John David Dyche Sees Governor Steve Beshear "Lapsing Into Irrelevance ... After Casino Vote".
After casino vote, Gov. Beshear lapsing into irrelevance
Written by John David Dyche
Kentucky Gov. Steve Beshear’s second term effectively ended last Thursday, 74 days after it began, when the state Senate rejected a constitutional amendment permitting casino gambling. The measure did not muster a majority, much less the two-thirds approval needed to put it on November’s ballot.
By losing his top priority right after winning landslide re-election, Beshear prematurely begins a long, lame duck descent. He will lose power with each passing day, becoming exponentially less influential until lapsing into total irrelevance except for dispensing patronage to friends and financial backers.
How did it this happen? Beshear’s biggest mistake was not campaigning on a particular gambling plan. If he had offered voters something specific he could have claimed a mandate for it. But that would have required boldness and imagination, qualities present only in the rhetoric of this timid administration.
At his most powerful just after inauguration, Beshear presented an “inadequate” budget. Kentuckians wondered why a governor would do that. A strong leader would have offered an adequate budget and fought for it. This one meekly settled for still more mediocrity.
Beshear then proffered a tepid tax reform initiative, put his loquacious lieutenant Jerry Abramson in charge of it, and appointed a task force on which expertise is conspicuously absent. Meanwhile, turmoil engulfs Beshear’s Cabinet for Health and Family Services. Its promises to produce child abuse death records go unfulfilled, implementation of statewide Medicaid managed care is disastrous, and there is no secretary.
Despite having had five years to develop an expanded gambling plan Beshear was amazingly still without one. Months that could have been used to build support passed with only promises and delays. When Beshear’s belated plan finally emerged it was ill-conceived and had little buy-in from legislators and stakeholders.

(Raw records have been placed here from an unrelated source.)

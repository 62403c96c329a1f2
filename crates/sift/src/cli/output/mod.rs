//! Rendering, CSV export and JSON serialization for CLI output.

use std::{path::Path, process::ExitCode};

use comfy_table::{Cell, Table, presets::UTF8_FULL_CONDENSED};
use serde::Serialize;
use sift_frame::{CountTable, Frame, Value, write_csv};

use crate::cli::args::OutputArgs;

/// ANSI escape sequences for terminal styling.
mod colors {
    /// Reset all attributes.
    pub const RESET: &str = "\x1b[0m";
    /// Bold text.
    pub const BOLD: &str = "\x1b[1m";
    /// Dimmed text.
    pub const DIM: &str = "\x1b[2m";
    /// Yellow foreground.
    pub const YELLOW: &str = "\x1b[33m";
}

/// Formats text as a subheader (bold).
pub fn subheader(text: &str) -> String {
    format!("{}{}{}", colors::BOLD, text, colors::RESET)
}

/// Formats text as dimmed/less important.
pub fn dim(text: &str) -> String {
    format!("{}{}{}", colors::DIM, text, colors::RESET)
}

/// Formats text as a warning (yellow).
pub fn warning(text: &str) -> String {
    format!("{}{}{}", colors::YELLOW, text, colors::RESET)
}

/// JSON shape of a frame: column names plus row-major cells.
///
/// Report frames may repeat a column name (spacers), so rows are arrays, not objects.
#[derive(Serialize)]
struct JsonFrame<'a> {
    /// Column names in order.
    columns: Vec<&'a str>,
    /// One array of cells per row.
    rows: Vec<Vec<&'a Value>>,
}

impl<'a> JsonFrame<'a> {
    /// Borrows `frame` in row-major form.
    fn new(frame: &'a Frame) -> Self {
        let rows = (0..frame.num_rows())
            .map(|i| {
                frame
                    .columns()
                    .iter()
                    .filter_map(|c| c.get(i))
                    .collect()
            })
            .collect();
        Self {
            columns: frame.column_names(),
            rows,
        }
    }
}

/// Emits a frame: CSV to `--output`, JSON with `--json`, otherwise a table on stdout.
pub fn emit_frame(frame: &Frame, output: &OutputArgs) -> Result<(), ExitCode> {
    if let Some(path) = &output.output {
        return export_csv(frame, path);
    }
    if output.json {
        return print_json(&JsonFrame::new(frame));
    }
    print_table(frame);
    Ok(())
}

/// Emits a count table; JSON keeps the typed rows, other modes render its frame.
pub fn emit_counts<K>(table: &CountTable<K>, output: &OutputArgs) -> Result<(), ExitCode>
where
    K: Clone + Into<Value> + Serialize,
{
    if output.json && output.output.is_none() {
        return print_json(table);
    }
    emit_frame(&table.to_frame(), output)
}

/// Pretty-prints any serializable value as JSON on stdout.
pub fn print_json<T: Serialize + ?Sized>(value: &T) -> Result<(), ExitCode> {
    match serde_json::to_string_pretty(value) {
        Ok(json) => {
            println!("{json}");
            Ok(())
        }
        Err(e) => {
            eprintln!("error: failed to serialize JSON: {e}");
            Err(ExitCode::FAILURE)
        }
    }
}

/// Writes `frame` to `path` as CSV and reports where it went.
fn export_csv(frame: &Frame, path: &Path) -> Result<(), ExitCode> {
    write_csv(frame, path).map_err(|e| {
        eprintln!("error: {e}");
        ExitCode::FAILURE
    })?;
    eprintln!("Wrote {} rows to {}", frame.num_rows(), path.display());
    Ok(())
}

/// Prints `frame` as a table, or a dim note when it has no rows.
pub fn print_table(frame: &Frame) {
    if frame.num_rows() == 0 {
        println!("{}", dim("No rows."));
        return;
    }
    println!("{}", render_table(frame));
}

/// Lays `frame` out as a comfy-table with a header row.
fn render_table(frame: &Frame) -> Table {
    let mut table = Table::new();
    table.load_preset(UTF8_FULL_CONDENSED);
    table.set_header(frame.column_names());
    for i in 0..frame.num_rows() {
        table.add_row(
            frame
                .columns()
                .iter()
                .map(|c| Cell::new(c.get(i).map(Value::render).unwrap_or_default())),
        );
    }
    table
}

Some whined that the outcome would have been different if state Sen. Gerald Neal had been present to vote. Neal, last seen losing a lucrative minority set-aside contract from the Metropolitan Sewer District, was inexplicably away from Frankfort when the roll was called. Yet no one has explained how his presence would have meant victory or identified the senators whose votes would have changed.

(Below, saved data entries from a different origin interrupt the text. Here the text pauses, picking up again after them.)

//! Cell values.

use std::{borrow::Cow, fmt};

use chrono::NaiveDateTime;
use serde::Serialize;

/// Display format for time points.
const TIME_DISPLAY_FORMAT: &str = "%Y-%m-%d %H:%M:%S";

/// A single table cell.
#[derive(Debug, Clone, PartialEq, Serialize)]
#[serde(untagged)]
pub enum Value {
    /// An empty cell, produced only when report blocks are padded to a common height.
    Null,
    /// Free text or a category label.
    Text(String),
    /// A parsed time point.
    Time(NaiveDateTime),
    /// A non-negative record count.
    Count(u64),
    /// A fractional number such as a percentage.
    Float(f64),
}

/// The kind of a [`Value`].
#[derive(Debug, Clone, Copy, PartialEq, Eq)]
pub enum ValueKind {
    /// Empty cell.
    Null,
    /// Text cell.
    Text,
    /// Time point cell.
    Time,
    /// Count cell.
    Count,
    /// Fractional cell.
    Float,
}

impl Value {
    /// Returns the kind of this value.
    pub fn kind(&self) -> ValueKind {
        match self {
            Self::Null => ValueKind::Null,
            Self::Text(_) => ValueKind::Text,
            Self::Time(_) => ValueKind::Time,
            Self::Count(_) => ValueKind::Count,
            Self::Float(_) => ValueKind::Float,
        }
    }

    /// Returns true for an empty cell.
    pub fn is_null(&self) -> bool {
        matches!(self, Self::Null)
    }

    /// Returns the text of a `Text` cell.
    pub fn as_text(&self) -> Option<&str> {
        match self {
            Self::Text(s) => Some(s),
            _ => None,
        }
    }

    /// Returns the time point of a `Time` cell.
    pub fn as_time(&self) -> Option<NaiveDateTime> {
        match self {
            Self::Time(t) => Some(*t),
            _ => None,
        }
    }

    /// Returns the count of a `Count` cell.
    pub fn as_count(&self) -> Option<u64> {
        match self {
            Self::Count(n) => Some(*n),
            _ => None,
        }
    }

    /// Renders the cell as text for substring tests and output.
    ///
    /// Text is borrowed; other kinds are formatted. An empty cell renders as "".
    pub fn render(&self) -> Cow<'_, str> {
        match self {
            Self::Text(s) => Cow::Borrowed(s),
            Self::Null => Cow::Borrowed(""),
            other => Cow::Owned(other.to_string()),
        }
    }
}

impl fmt::Display for Value {
    fn fmt(&self, f: &mut fmt::Formatter<'_>) -> fmt::Result {
        match self {
            Self::Null => Ok(()),
            Self::Text(s) => f.write_str(s),
            Self::Time(t) => write!(f, "{}", t.format(TIME_DISPLAY_FORMAT)),
            Self::Count(n) => write!(f, "{n}"),
            Self::Float(x) => write!(f, "{x}"),
        }
    }
}

impl fmt::Display for ValueKind {
    fn fmt(&self, f: &mut fmt::Formatter<'_>) -> fmt::Result {
        let name = match self {
            Self::Null => "empty",
            Self::Text => "text",
            Self::Time => "time",
            Self::Count => "count",
            Self::Float => "float",
        };
        f.write_str(name)
    }
}

impl From<&str> for Value {
    fn from(s: &str) -> Self {
        Self::Text(s.to_string())
    }
}

impl From<String> for Value {
    fn from(s: String) -> Self {
        Self::Text(s)
    }
}

impl From<NaiveDateTime> for Value {
    fn from(t: NaiveDateTime) -> Self {
        Self::Time(t)
    }
}

impl From<u64> for Value {
    fn from(n: u64) -> Self {
        Self::Count(n)
    }
}

impl From<f64> for Value {
    fn from(x: f64) -> Self {
        Self::Float(x)
    }
}

#[cfg(test)]
mod tests {
    use chrono::NaiveDate;

    use super::*;

    #[test]
    fn render_borrows_text() {
        let value = Value::from("cafe");
        assert!(matches!(value.render(), Cow::Borrowed("cafe")));
        assert_eq!(Value::Null.render(), "");
    }

    #[test]
    fn display_formats_each_kind() {
        let time = NaiveDate::from_ymd_opt(2024, 1, 5)
            .unwrap()
            .and_hms_opt(9, 30, 0)
            .unwrap();
        assert_eq!(Value::Time(time).to_string(), "2024-01-05 09:30:00");
        assert_eq!(Value::Count(3).to_string(), "3");
        assert_eq!(Value::Float(33.3333).to_string(), "33.3333");
        assert_eq!(Value::Null.to_string(), "");
    }

    #[test]
    fn serializes_untagged() {
        let values = vec![Value::Null, Value::from("A"), Value::Count(2), Value::Float(0.5)];
        let json = serde_json::to_string(&values).unwrap();
        assert_eq!(json, r#"[null,"A",2,0.5]"#);
    }
}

Beshear reflexively, and ridiculously, blamed Republican Senate President David Williams for the amendment’s death. On Friday, the Capitol’s corridors were full of chatter that Beshear was also angry at fellow Democrat Greg Stumbo, the House speaker. Observers say the “no” vote of Sen. Johnny Ray Turner, a Stumbo ally, signaled the speaker’s reluctance to add gambling to a fall ballot already featuring unpopular Democratic President Barack Obama (whom Beshear recently embraced).
Stumbo’s concerns about conservative turnout this fall are exacerbated by the Supreme Court’s ruling Friday that state House elections cannot be held in the unconstitutional Democrat-friendly districts he drew. (This columnist is an attorney for the Republican plaintiffs in that lawsuit.) The GOP should now reduce, if not eliminate, the Democratic House majority.
Beshear’s ineptitude has accelerated speculation about the 2015 gubernatorial race. His efforts to install Abramson as his successor will meet the same fate as the gambling bill. That leaves former Auditor Crit Luallen, who has excluded a U.S. Senate bid, jockeying with Stumbo for inside position.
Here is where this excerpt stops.